A couple of weeks ago I wrote about how we are using SharePoint to support a Holiday Door Decorating Contest in our office. Well, the doors are decorated and the votes are in. The winning door is shown at the right, and some lucky charity is going to receive a nice donation. Unfortunately, the SharePoint part wasn’t as simple as I had hoped. Although some people think others said this first, I’m going with the fact that Albert Einstein said:
“Everything Should Be Made as Simple as Possible, But Not Simpler”
In a developer’s twist on Einstein, I would say that “perhaps I was hoping for my task to be too simple.”
I made a newbie’s mistake. I made a mistake that I shouldn’t have made. I made a mistake that many people in the SharePoint community complain about people making. I took something out of a blog, pasted it into SharePoint without taking the time to fully understand it. To make matters worse, the person who wrote the blog had explained everything very well. I glossed over that section of his post because; well because A) I was in a hurry. B) I was thinking “yeah, yeah, I get this” and C) It was a door decorating contest! I mean it’s not like the site was calculating premium for a nuclear reactor (we actually do that, so…).
As I said in my earlier post, we don’t work with images very often. In fact, all of the other times that we have worked with images, we’ve just plopped a default picture library onto a site and dumped a bunch of JPG’s into them. Here’s a partial list of things I didn’t know about picture libraries:
The default columns (file size, picture, size, selection, etc.) activate themselves when you edit a view. So, unless you turn them each time you edit a view, they show up again and your neat and tidy view looks stupid.
The thumbnail is available as an optional column that you can show in your views (I mentioned in my earlier post that I didn’t know where this could be found and I used a solution to build the link to the small image).
The thumbnail image is linked to the view properties. I wanted to have a link from the thumbnail to a full sized image, preferably one that opens in a new window, so I ended up using the solution I mentioned in my previous post anyway.
The default view of a picture library doesn’t seem to preserve all the view settings. A picture library view can show details or thumbnails or be a filmstrip but the URL is the same. Some people saw the details view (that I included in my instructions) and some saw the thumbnail view that made no sense at all since it didn’t have the link to cast the vote.

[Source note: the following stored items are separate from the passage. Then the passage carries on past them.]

use crate::backend::SqlBackend;
use crate::{redact, BackendError};
use scs_schema::SqlSection;
use std::io::Write;
use std::process::{Command, Stdio};
use tracing::{debug, info};

/// MySQL/MariaDB administration through the `mysql` command-line client.
///
/// Statements are fed on stdin and the admin password travels in
/// `MYSQL_PWD`, so neither shows up in the process table.
pub struct MysqlCliBackend {
    section: SqlSection,
    program: String,
}

/// Database and user names come from machine names in identifier form, but
/// are checked again here because they are interpolated into SQL.
fn check_identifier(name: &str) -> Result<(), BackendError> {
    let valid = !name.is_empty()
        && name.len() <= 64
        && name
            .bytes()
            .all(|b| b.is_ascii_lowercase() || b.is_ascii_digit() || b == b'_');
    if valid {
        Ok(())
    } else {
        Err(BackendError::request(
            "validate identifier",
            format!("'{name}' is not a safe SQL identifier"),
        ))
    }
}

fn sql_string(value: &str) -> String {
    format!("'{}'", value.replace('\\', "\\\\").replace('\'', "''"))
}

impl MysqlCliBackend {
    pub fn new(section: SqlSection) -> Self {
        Self {
            section,
            program: "mysql".to_owned(),
        }
    }

    /// Use a different client binary (e.g. `mariadb`).
    #[must_use]
    pub fn with_program(mut self, program: impl Into<String>) -> Self {
        self.program = program.into();
        self
    }

    fn run(&self, operation: &str, sql: &str, secrets: &[&str]) -> Result<String, BackendError> {
        debug!("mysql: {operation}");
        let mut child = Command::new(&self.program)
            .arg("--batch")
            .arg("--skip-column-names")
            .arg("-h")
            .arg(&self.section.host)
            .arg("-P")
            .arg(self.section.port.to_string())
            .arg("-u")
            .arg(&self.section.admin_user)
            .env("MYSQL_PWD", &self.section.admin_password)
            .stdin(Stdio::piped())
            .stdout(Stdio::piped())
            .stderr(Stdio::piped())
            .spawn()
            .map_err(|e| BackendError::request(operation, format!("spawn {}: {e}", self.program)))?;

        if let Some(mut stdin) = child.stdin.take() {
            stdin.write_all(sql.as_bytes())?;
        }
        let output = child.wait_with_output()?;
        let mut all_secrets = vec![self.section.admin_password.as_str()];
        all_secrets.extend_from_slice(secrets);

        if output.status.success() {
            Ok(String::from_utf8_lossy(&output.stdout).into_owned())
        } else {
            let stderr = String::from_utf8_lossy(&output.stderr);
            Err(BackendError::request(
                operation,
                redact(
                    &format!("{}: {}", output.status, stderr.trim()),
                    &all_secrets,
                ),
            ))
        }
    }
}

impl SqlBackend for MysqlCliBackend {
    fn name(&self) -> &'static str {
        "mysql-cli"
    }

    fn database_exists(&self, database: &str) -> Result<bool, BackendError> {
        check_identifier(database)?;
        let out = self.run(
            &format!("look up database {database}"),
            &format!(
                "SELECT SCHEMA_NAME FROM INFORMATION_SCHEMA.SCHEMATA WHERE SCHEMA_NAME = {};",
                sql_string(database)
            ),
            &[],
        )?;
        Ok(out.lines().any(|l| l.trim() == database))
    }

    fn create_database(&self, database: &str) -> Result<(), BackendError> {
        check_identifier(database)?;
        self.run(
            &format!("create database {database}"),
            &format!("CREATE DATABASE `{database}` CHARACTER SET utf8mb4 COLLATE utf8mb4_general_ci;"),
            &[],
        )?;
        info!("created database {database}");
        Ok(())
    }

    fn delete_database(&self, database: &str) -> Result<(), BackendError> {
        check_identifier(database)?;
        self.run(
            &format!("drop database {database}"),
            &format!("DROP DATABASE IF EXISTS `{database}`;"),
            &[],
        )?;
        info!("dropped database {database}");
        Ok(())
    }

    fn create_user(&self, user: &str, password: &str, database: &str) -> Result<(), BackendError> {
        check_identifier(user)?;
        check_identifier(database)?;
        let host = sql_string(&self.section.user_host);
        let sql = format!(
            "CREATE USER IF NOT EXISTS {u}@{host} IDENTIFIED BY {p};\n\
             GRANT ALL PRIVILEGES ON `{database}`.* TO {u}@{host};\n\
             FLUSH PRIVILEGES;",
            u = sql_string(user),
            p = sql_string(password),
        );
        self.run(&format!("create user {user}"), &sql, &[password])?;
        info!("created user {user} on {database}");
        Ok(())
    }

    fn reset_user(&self, user: &str, password: &str, database: &str) -> Result<(), BackendError> {
        check_identifier(user)?;
        check_identifier(database)?;
        let host = sql_string(&self.section.user_host);
        let sql = format!(
            "CREATE USER IF NOT EXISTS {u}@{host} IDENTIFIED BY {p};\n\
             ALTER USER {u}@{host} IDENTIFIED BY {p};\n\
             GRANT ALL PRIVILEGES ON `{database}`.* TO {u}@{host};\n\
             FLUSH PRIVILEGES;",
            u = sql_string(user),
            p = sql_string(password),
        );
        self.run(&format!("reset user {user}"), &sql, &[password])?;
        info!("reset password of user {user} on {database}");
        Ok(())
    }

    fn delete_user(&self, user: &str) -> Result<(), BackendError> {
        check_identifier(user)?;
        let sql = format!(
            "DROP USER IF EXISTS {}@{};\nFLUSH PRIVILEGES;",
            sql_string(user),
            sql_string(&self.section.user_host)
        );
        self.run(&format!("drop user {user}"), &sql, &[])?;
        Ok(())
    }
}

#[cfg(test)]
mod tests {
    use super::*;

    fn section() -> SqlSection {
        SqlSection {
            driver: "cli".to_owned(),
            host: "127.0.0.1".to_owned(),
            port: 3306,
            admin_user: "root".to_owned(),
            admin_password: "adminpw".to_owned(),
            user_host: "%".to_owned(),
        }
    }

    #[test]
    fn identifiers_are_checked() {
        assert!(check_identifier("demo_sql").is_ok());
        assert!(check_identifier("demo-sql").is_err());
        assert!(check_identifier("x`; DROP DATABASE y; --").is_err());
        assert!(check_identifier("").is_err());
    }

    #[test]
    fn sql_string_escapes_quotes() {
        assert_eq!(sql_string("it's"), "'it''s'");
        assert_eq!(sql_string("a\\b"), "'a\\\\b'");
    }

    #[test]
    fn rejects_unsafe_name_without_spawning() {
        let backend = MysqlCliBackend::new(section()).with_program("/nonexistent/mysql");
        let err = backend.create_database("bad name").unwrap_err();
        assert!(err.to_string().contains("safe SQL identifier"));
    }

    #[test]
    fn missing_client_is_request_error() {
        let backend = MysqlCliBackend::new(section()).with_program("/nonexistent/mysql");
        let err = backend.create_database("demo_sql").unwrap_err();
        assert!(matches!(err, BackendError::Request { .. }));
        assert!(err.to_string().contains("spawn"));
    }

    #[cfg(unix)]
    #[test]
    fn failing_client_output_is_redacted() {
        // `sh -c` stands in for the client: it echoes the password to stderr
        // and exits non-zero.
        let dir = tempfile::tempdir().unwrap();
        let fake = dir.path().join("fake-mysql");
        std::fs::write(
            &fake,
            "#!/bin/sh\ncat >/dev/null\necho \"denied for $MYSQL_PWD\" >&2\nexit 1\n",
        )
        .unwrap();
        {
            use std::os::unix::fs::PermissionsExt;
            std::fs::set_permissions(&fake, std::fs::Permissions::from_mode(0o755)).unwrap();
        }
        let backend =
            MysqlCliBackend::new(section()).with_program(fake.to_string_lossy().into_owned());
        let err = backend
            .create_user("demo_sql", "userpw", "demo_sql")
            .unwrap_err();
        let msg = err.to_string();
        assert!(msg.contains("denied for ***"));
        assert!(!msg.contains("adminpw"));
        assert!(!msg.contains("userpw"));
    }
}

As for that link, the one I built to start the workflow that “casts” the vote (a.k.a. the idea I copied from the blog) I only didn’t understand one thing, but it was a comically critical thing. The GUID of that workflow changes each time the workflow is published because the workflow is versioned. That makes sense, but because I didn’t know that, I was reacting to the error I got when clicking on the link as though it was an error in my workflow. You can imagine the frustration that ensued as I kept trying to correct a workflow that really had nothing wrong with it. As I write this, I’m trying to figure out which of my friends are just laughing and which are also thinking “it serves you right” while they laugh.
Let’s count the mistakes I made:
- I skimmed over a blog entry, modified a solution and stuffed it into my library.
- I didn’t fully investigate the attributes and behavior of the SharePoint feature (the picture library) that I was using.
- I published a solution without having a user other than me test it. If I had had one other person test this, I would have discovered the issue with the view because the person I pick on for testing saw the thumbnail view, not the details view.
- I decided that the nature of the business process I was working on wasn’t worthy of my full attention and / or best effort.
I am most disappointed in myself over number 4. Everything we do in SharePoint deserves our best effort. Every project that doesn’t represent our best effort contributes to the various negative perceptions people have about SharePoint. A fun project like this is a great way to show what SharePoint can do and I almost squandered that opportunity – ho ho ho!
Note: I didn’t compound my newbie mistake by complaining to the author of the blog. I went back and studied what he wrote, pulled my head out of
my …the darkness and made the library work like it should have worked at the start.